• _Input data_

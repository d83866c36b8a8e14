use std::collections::BTreeMap;
use std::time::Duration;

use chrono::{DateTime, Utc};

use crate::hal::TestMeasurement;
use crate::sequence::action::StepAction;
use crate::sequence::step::{StepError, StepOutcome, StepStatus, StepType};

/// Acceptance window applied to every reading a step takes
#[derive(Copy, Clone, Debug, Default, PartialEq)]
#[cfg_attr(
    feature = "serialization",
    derive(serde::Serialize, serde::Deserialize)
)]
pub struct Limits {
    /// lowest acceptable value, inclusive
    pub min: Option<f64>,
    /// highest acceptable value, inclusive
    pub max: Option<f64>,
}

impl Limits {
    /// no bounds
    pub const NONE: Limits = Limits {
        min: None,
        max: None,
    };

    /// both bounds
    pub fn new(min: f64, max: f64) -> Self {
        Self {
            min: Some(min),
            max: Some(max),
        }
    }

    /// `nominal` plus or minus `tolerance`
    pub fn around(nominal: f64, tolerance: f64) -> Self {
        Self::new(nominal - tolerance, nominal + tolerance)
    }

    /// true if neither bound is set
    pub fn is_unbounded(&self) -> bool {
        self.min.is_none() && self.max.is_none()
    }

    /// read `min_limit`/`max_limit` from textual step parameters
    pub fn from_params(params: &BTreeMap<String, String>) -> Result<Self, StepError> {
        let parse = |key: &str| -> Result<Option<f64>, StepError> {
            params
                .get(key)
                .map(|value| {
                    value.trim().parse::<f64>().map_err(|_| StepError::InvalidParameter {
                        parameter: key.to_string(),
                        value: value.clone(),
                    })
                })
                .transpose()
        };
        Ok(Self {
            min: parse("min_limit")?,
            max: parse("max_limit")?,
        })
    }

    fn apply(&self, measurement: TestMeasurement) -> TestMeasurement {
        if self.is_unbounded() {
            measurement
        } else {
            measurement.with_limits(self.min, self.max)
        }
    }
}

/// One stage of a [`TestSequence`]
///
/// The definition fields are public. Execution state is only advanced by the
/// [`TestExecutionEngine`](crate::sequence::TestExecutionEngine) and is read
/// through the accessors.
#[derive(Clone, Debug, PartialEq)]
pub struct TestStep {
    /// display name
    pub name: String,
    /// role within the sequence
    pub step_type: StepType,
    /// registry name of the equipment the action runs on
    pub equipment_name: String,
    /// command to issue
    pub action: StepAction,
    /// window applied to readings taken by the action
    pub limits: Limits,
    status: StepStatus,
    result: Option<StepOutcome>,
    error_message: Option<String>,
    execution_time: Duration,
    measurements: Vec<TestMeasurement>,
}

impl TestStep {
    /// pending step without limits
    pub fn new(name: &str, step_type: StepType, equipment_name: &str, action: StepAction) -> Self {
        Self {
            name: name.to_string(),
            step_type,
            equipment_name: equipment_name.to_string(),
            action,
            limits: Limits::NONE,
            status: StepStatus::Pending,
            result: None,
            error_message: None,
            execution_time: Duration::ZERO,
            measurements: Vec::new(),
        }
    }

    /// Build a step from a free-form action name and textual parameters,
    /// picking up `min_limit`/`max_limit` as well
    pub fn from_params(
        name: &str,
        step_type: StepType,
        equipment_name: &str,
        action: &str,
        params: &BTreeMap<String, String>,
    ) -> Result<Self, StepError> {
        let action = StepAction::parse(action, params)?;
        let limits = Limits::from_params(params)?;
        Ok(Self::new(name, step_type, equipment_name, action).with_limits(limits))
    }

    /// replace the limits
    pub fn with_limits(self, limits: Limits) -> Self {
        Self { limits, ..self }
    }

    /// execution state
    pub fn status(&self) -> StepStatus {
        self.status
    }

    /// verdict, once finished
    pub fn result(&self) -> Option<StepOutcome> {
        self.result
    }

    /// why the step failed
    pub fn error_message(&self) -> Option<&str> {
        self.error_message.as_deref()
    }

    /// time spent running the action
    pub fn execution_time(&self) -> Duration {
        self.execution_time
    }

    /// readings taken, with the step limits attached
    pub fn measurements(&self) -> &[TestMeasurement] {
        &self.measurements
    }

    fn transition(&mut self, next: StepStatus) -> bool {
        if !self.status.can_become(next) {
            tracing::warn!(
                "step {} cannot move from {} to {}",
                self.name,
                self.status,
                next
            );
            return false;
        }
        self.status = next;
        true
    }

    pub(crate) fn start(&mut self) -> bool {
        self.transition(StepStatus::Running)
    }

    pub(crate) fn skip(&mut self) -> bool {
        if self.transition(StepStatus::Skipped) {
            self.error_message = Some(StepError::Cancelled.to_string());
            true
        } else {
            false
        }
    }

    /// attach the step limits to `measurement` and record it
    pub(crate) fn record(&mut self, measurement: TestMeasurement) -> Result<(), StepError> {
        let measurement = self.limits.apply(measurement);
        let within = measurement.within_limits();
        self.measurements.push(measurement.clone());
        if within {
            Ok(())
        } else {
            Err(StepError::OutOfLimits(measurement))
        }
    }

    pub(crate) fn finish(&mut self, outcome: Result<(), StepError>, elapsed: Duration) {
        self.execution_time = elapsed;
        match outcome {
            Ok(()) => {
                if self.transition(StepStatus::Completed) {
                    self.result = Some(StepOutcome::Pass);
                }
            }
            Err(err) => {
                if self.transition(StepStatus::Failed) {
                    self.result = Some(StepOutcome::Fail);
                    self.error_message = Some(err.to_string());
                }
            }
        }
    }
}

/// Ordered test plan and its progress counters
#[derive(Clone, Debug, PartialEq)]
pub struct TestSequence {
    /// display name
    pub name: String,
    /// free text
    pub description: String,
    steps: Vec<TestStep>,
    completed_steps: usize,
    failed_steps: usize,
    start_time: Option<DateTime<Utc>>,
    end_time: Option<DateTime<Utc>>,
}

impl TestSequence {
    /// empty sequence
    pub fn new(name: &str, description: &str) -> Self {
        Self {
            name: name.to_string(),
            description: description.to_string(),
            steps: Vec::new(),
            completed_steps: 0,
            failed_steps: 0,
            start_time: None,
            end_time: None,
        }
    }

    /// append a step
    pub fn add_step(&mut self, step: TestStep) {
        self.steps.push(step);
    }

    /// steps in execution order
    pub fn steps(&self) -> &[TestStep] {
        &self.steps
    }

    pub(crate) fn steps_mut(&mut self) -> &mut [TestStep] {
        &mut self.steps
    }

    /// number of steps
    pub fn total_steps(&self) -> usize {
        self.steps.len()
    }

    /// steps that completed
    pub fn completed_steps(&self) -> usize {
        self.completed_steps
    }

    /// steps that failed
    pub fn failed_steps(&self) -> usize {
        self.failed_steps
    }

    /// when execution started
    pub fn start_time(&self) -> Option<DateTime<Utc>> {
        self.start_time
    }

    /// when execution stopped, by exhaustion or cancellation
    pub fn end_time(&self) -> Option<DateTime<Utc>> {
        self.end_time
    }

    /// completed steps as a percentage of all steps, 0 for an empty sequence
    pub fn progress(&self) -> f64 {
        if self.steps.is_empty() {
            0.0
        } else {
            self.completed_steps as f64 * 100.0 / self.steps.len() as f64
        }
    }

    /// true if every step completed
    pub fn passed(&self) -> bool {
        self.completed_steps == self.steps.len()
    }

    pub(crate) fn mark_started(&mut self) {
        self.start_time = Some(Utc::now());
    }

    pub(crate) fn mark_finished(&mut self) {
        self.end_time = Some(Utc::now());
    }

    pub(crate) fn count(&mut self, index: usize) {
        match self.steps.get(index).map(TestStep::status) {
            Some(StepStatus::Completed) => self.completed_steps += 1,
            Some(StepStatus::Failed) => self.failed_steps += 1,
            _ => {}
        }
    }

    /// plain data view for reporting and persistence layers
    pub fn to_summary(&self) -> SequenceSummary {
        SequenceSummary {
            name: self.name.clone(),
            description: self.description.clone(),
            total_steps: self.total_steps(),
            completed_steps: self.completed_steps,
            failed_steps: self.failed_steps,
            progress_percent: self.progress(),
            start_time: self.start_time,
            end_time: self.end_time,
            steps: self
                .steps
                .iter()
                .map(|step| StepSummary {
                    name: step.name.clone(),
                    step_type: step.step_type,
                    equipment_name: step.equipment_name.clone(),
                    action: step.action.name(),
                    status: step.status,
                    result: step.result,
                    measurements: step.measurements.clone(),
                    error: step.error_message.clone(),
                    execution_time: step.execution_time,
                })
                .collect(),
        }
    }
}

/// Summary of one step
#[derive(Clone, Debug, PartialEq)]
#[cfg_attr(feature = "serialization", derive(serde::Serialize))]
pub struct StepSummary {
    /// display name
    pub name: String,
    /// role within the sequence
    pub step_type: StepType,
    /// equipment the action ran on
    pub equipment_name: String,
    /// action name
    pub action: &'static str,
    /// execution state
    pub status: StepStatus,
    /// verdict
    pub result: Option<StepOutcome>,
    /// readings taken
    pub measurements: Vec<TestMeasurement>,
    /// failure text
    pub error: Option<String>,
    /// time spent running the action
    pub execution_time: Duration,
}

/// Summary of a sequence consumed by reporting and persistence layers
#[derive(Clone, Debug, PartialEq)]
#[cfg_attr(feature = "serialization", derive(serde::Serialize))]
pub struct SequenceSummary {
    /// display name
    pub name: String,
    /// free text
    pub description: String,
    /// number of steps
    pub total_steps: usize,
    /// steps that completed
    pub completed_steps: usize,
    /// steps that failed
    pub failed_steps: usize,
    /// completed steps as a percentage
    pub progress_percent: f64,
    /// when execution started
    pub start_time: Option<DateTime<Utc>>,
    /// when execution stopped
    pub end_time: Option<DateTime<Utc>>,
    /// per-step detail
    pub steps: Vec<StepSummary>,
}
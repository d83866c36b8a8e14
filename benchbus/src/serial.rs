/// Number of bits per character
#[derive(Copy, Clone, Debug, PartialEq, Eq)]
#[cfg_attr(
    feature = "serialization",
    derive(serde::Serialize, serde::Deserialize)
)]
pub enum DataBits {
    /// 5 bits per character
    Five,
    /// 6 bits per character
    Six,
    /// 7 bits per character
    Seven,
    /// 8 bits per character
    Eight,
}

/// Parity checking modes
#[derive(Copy, Clone, Debug, PartialEq, Eq)]
#[cfg_attr(
    feature = "serialization",
    derive(serde::Serialize, serde::Deserialize)
)]
pub enum Parity {
    /// No parity bit
    None,
    /// Parity bit sets odd number of 1 bits
    Odd,
    /// Parity bit sets even number of 1 bits
    Even,
}

/// Number of stop bits
#[derive(Copy, Clone, Debug, PartialEq, Eq)]
#[cfg_attr(
    feature = "serialization",
    derive(serde::Serialize, serde::Deserialize)
)]
pub enum StopBits {
    /// One stop bit
    One,
    /// Two stop bits
    Two,
}

/// Serial port settings
#[derive(Copy, Clone, Debug, PartialEq, Eq)]
#[cfg_attr(
    feature = "serialization",
    derive(serde::Serialize, serde::Deserialize)
)]
pub struct SerialSettings {
    /// Baud rate of the port
    pub baud_rate: u32,
    /// Number of data bits
    pub data_bits: DataBits,
    /// Parity setting
    pub parity: Parity,
    /// Number of stop bits
    pub stop_bits: StopBits,
}

impl SerialSettings {
    /// 8N1 at the given baud rate
    pub fn with_baud_rate(baud_rate: u32) -> Self {
        Self {
            baud_rate,
            ..Self::default()
        }
    }
}

impl Default for SerialSettings {
    fn default() -> Self {
        Self {
            baud_rate: 9600,
            data_bits: DataBits::Eight,
            parity: Parity::None,
            stop_bits: StopBits::One,
        }
    }
}

#[cfg(feature = "serial")]
impl From<DataBits> for tokio_serial::DataBits {
    fn from(value: DataBits) -> Self {
        match value {
            DataBits::Five => tokio_serial::DataBits::Five,
            DataBits::Six => tokio_serial::DataBits::Six,
            DataBits::Seven => tokio_serial::DataBits::Seven,
            DataBits::Eight => tokio_serial::DataBits::Eight,
        }
    }
}

#[cfg(feature = "serial")]
impl From<Parity> for tokio_serial::Parity {
    fn from(value: Parity) -> Self {
        match value {
            Parity::None => tokio_serial::Parity::None,
            Parity::Odd => tokio_serial::Parity::Odd,
            Parity::Even => tokio_serial::Parity::Even,
        }
    }
}

#[cfg(feature = "serial")]
impl From<StopBits> for tokio_serial::StopBits {
    fn from(value: StopBits) -> Self {
        match value {
            StopBits::One => tokio_serial::StopBits::One,
            StopBits::Two => tokio_serial::StopBits::Two,
        }
    }
}

#[cfg(feature = "serial")]
pub(crate) fn open(
    path: &str,
    settings: SerialSettings,
) -> tokio_serial::Result<tokio_serial::SerialStream> {
    let builder = tokio_serial::new(path, settings.baud_rate)
        .data_bits(settings.data_bits.into())
        .parity(settings.parity.into())
        .stop_bits(settings.stop_bits.into())
        .flow_control(tokio_serial::FlowControl::None);
    tokio_serial::SerialStream::open(&builder)
}

/// Modbus RTU inter-frame gap: 3.5 character times for slow links, fixed above 19200 baud
pub(crate) fn inter_frame_gap(baud_rate: u32) -> std::time::Duration {
    use std::time::Duration;

    // 1 start, 8 data, 1 parity or stop, 1 stop
    const NUM_BITS_IN_CHAR: u64 = 11;
    const MAX_BAUD_RATE: u32 = 19200;
    const MIN_DELAY: Duration = Duration::from_micros(1750);

    if baud_rate == 0 || baud_rate > MAX_BAUD_RATE {
        return MIN_DELAY;
    }
    let character_time = Duration::from_secs(NUM_BITS_IN_CHAR) / baud_rate;
    35 * character_time / 10
}

#[cfg(test)]
mod tests {
    use super::*;
    use std::time::Duration;

    #[test]
    fn default_is_8n1_at_9600() {
        let settings = SerialSettings::default();
        assert_eq!(settings.baud_rate, 9600);
        assert_eq!(settings.data_bits, DataBits::Eight);
        assert_eq!(settings.parity, Parity::None);
        assert_eq!(settings.stop_bits, StopBits::One);
        assert_eq!(SerialSettings::with_baud_rate(19200).parity, Parity::None);
    }

    #[test]
    fn gap_is_three_and_a_half_characters_at_low_baud() {
        // 11 bits / 9600 baud = ~1.146 ms per char
        let gap = inter_frame_gap(9600);
        assert!(gap > Duration::from_micros(4000));
        assert!(gap < Duration::from_micros(4020));
    }

    #[test]
    fn gap_is_fixed_at_high_baud() {
        assert_eq!(inter_frame_gap(115_200), Duration::from_micros(1750));
        assert_eq!(inter_frame_gap(0), Duration::from_micros(1750));
    }
}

• _Exercise instructions_
Wherever the string "StepError" appears in the entries above, list that line.

• _Answer box_
use crate::sequence::step::{StepError, StepOutcome, StepStatus, StepType};
    pub fn from_params(params: &BTreeMap<String, String>) -> Result<Self, StepError> {
        let parse = |key: &str| -> Result<Option<f64>, StepError> {
                    value.trim().parse::<f64>().map_err(|_| StepError::InvalidParameter {
    ) -> Result<Self, StepError> {
            self.error_message = Some(StepError::Cancelled.to_string());
    pub(crate) fn record(&mut self, measurement: TestMeasurement) -> Result<(), StepError> {
            Err(StepError::OutOfLimits(measurement))
    pub(crate) fn finish(&mut self, outcome: Result<(), StepError>, elapsed: Duration) {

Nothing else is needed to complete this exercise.